WHAT TO DO: Find each line below that includes "derive", then copy it.

=== DATA ===

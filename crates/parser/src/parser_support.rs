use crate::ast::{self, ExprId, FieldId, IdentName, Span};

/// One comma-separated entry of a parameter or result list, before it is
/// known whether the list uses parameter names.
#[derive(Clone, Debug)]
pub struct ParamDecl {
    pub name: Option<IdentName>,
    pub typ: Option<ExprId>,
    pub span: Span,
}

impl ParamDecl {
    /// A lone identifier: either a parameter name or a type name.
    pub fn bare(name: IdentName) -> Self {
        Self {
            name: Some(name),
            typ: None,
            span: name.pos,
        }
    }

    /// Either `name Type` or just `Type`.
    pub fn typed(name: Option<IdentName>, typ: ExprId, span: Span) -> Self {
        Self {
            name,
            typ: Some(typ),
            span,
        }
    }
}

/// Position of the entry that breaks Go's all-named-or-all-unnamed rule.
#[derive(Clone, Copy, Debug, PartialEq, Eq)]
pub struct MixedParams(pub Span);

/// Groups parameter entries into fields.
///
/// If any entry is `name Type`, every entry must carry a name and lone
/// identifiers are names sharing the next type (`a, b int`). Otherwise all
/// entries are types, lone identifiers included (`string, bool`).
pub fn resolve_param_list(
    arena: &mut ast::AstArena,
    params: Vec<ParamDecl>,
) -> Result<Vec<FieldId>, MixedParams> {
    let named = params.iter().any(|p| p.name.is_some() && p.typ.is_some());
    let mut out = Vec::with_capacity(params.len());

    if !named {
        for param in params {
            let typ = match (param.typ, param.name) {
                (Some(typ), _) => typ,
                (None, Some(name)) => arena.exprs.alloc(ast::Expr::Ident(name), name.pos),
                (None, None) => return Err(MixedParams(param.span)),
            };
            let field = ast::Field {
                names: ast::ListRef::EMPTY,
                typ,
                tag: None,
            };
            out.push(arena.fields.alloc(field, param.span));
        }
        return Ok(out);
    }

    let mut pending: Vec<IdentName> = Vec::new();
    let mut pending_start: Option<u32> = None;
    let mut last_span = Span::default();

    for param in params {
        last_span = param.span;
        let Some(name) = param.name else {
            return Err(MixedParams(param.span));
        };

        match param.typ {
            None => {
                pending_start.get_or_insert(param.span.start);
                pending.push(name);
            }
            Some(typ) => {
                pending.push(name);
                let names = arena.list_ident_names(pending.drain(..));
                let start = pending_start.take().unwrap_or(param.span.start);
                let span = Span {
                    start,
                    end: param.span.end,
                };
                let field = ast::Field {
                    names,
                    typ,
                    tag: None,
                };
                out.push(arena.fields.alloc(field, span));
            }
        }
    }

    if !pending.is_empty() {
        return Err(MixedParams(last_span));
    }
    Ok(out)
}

===

SOLUTION FOR THIS PROBLEM:
#[derive(Clone, Debug)]
#[derive(Clone, Copy, Debug, PartialEq, Eq)]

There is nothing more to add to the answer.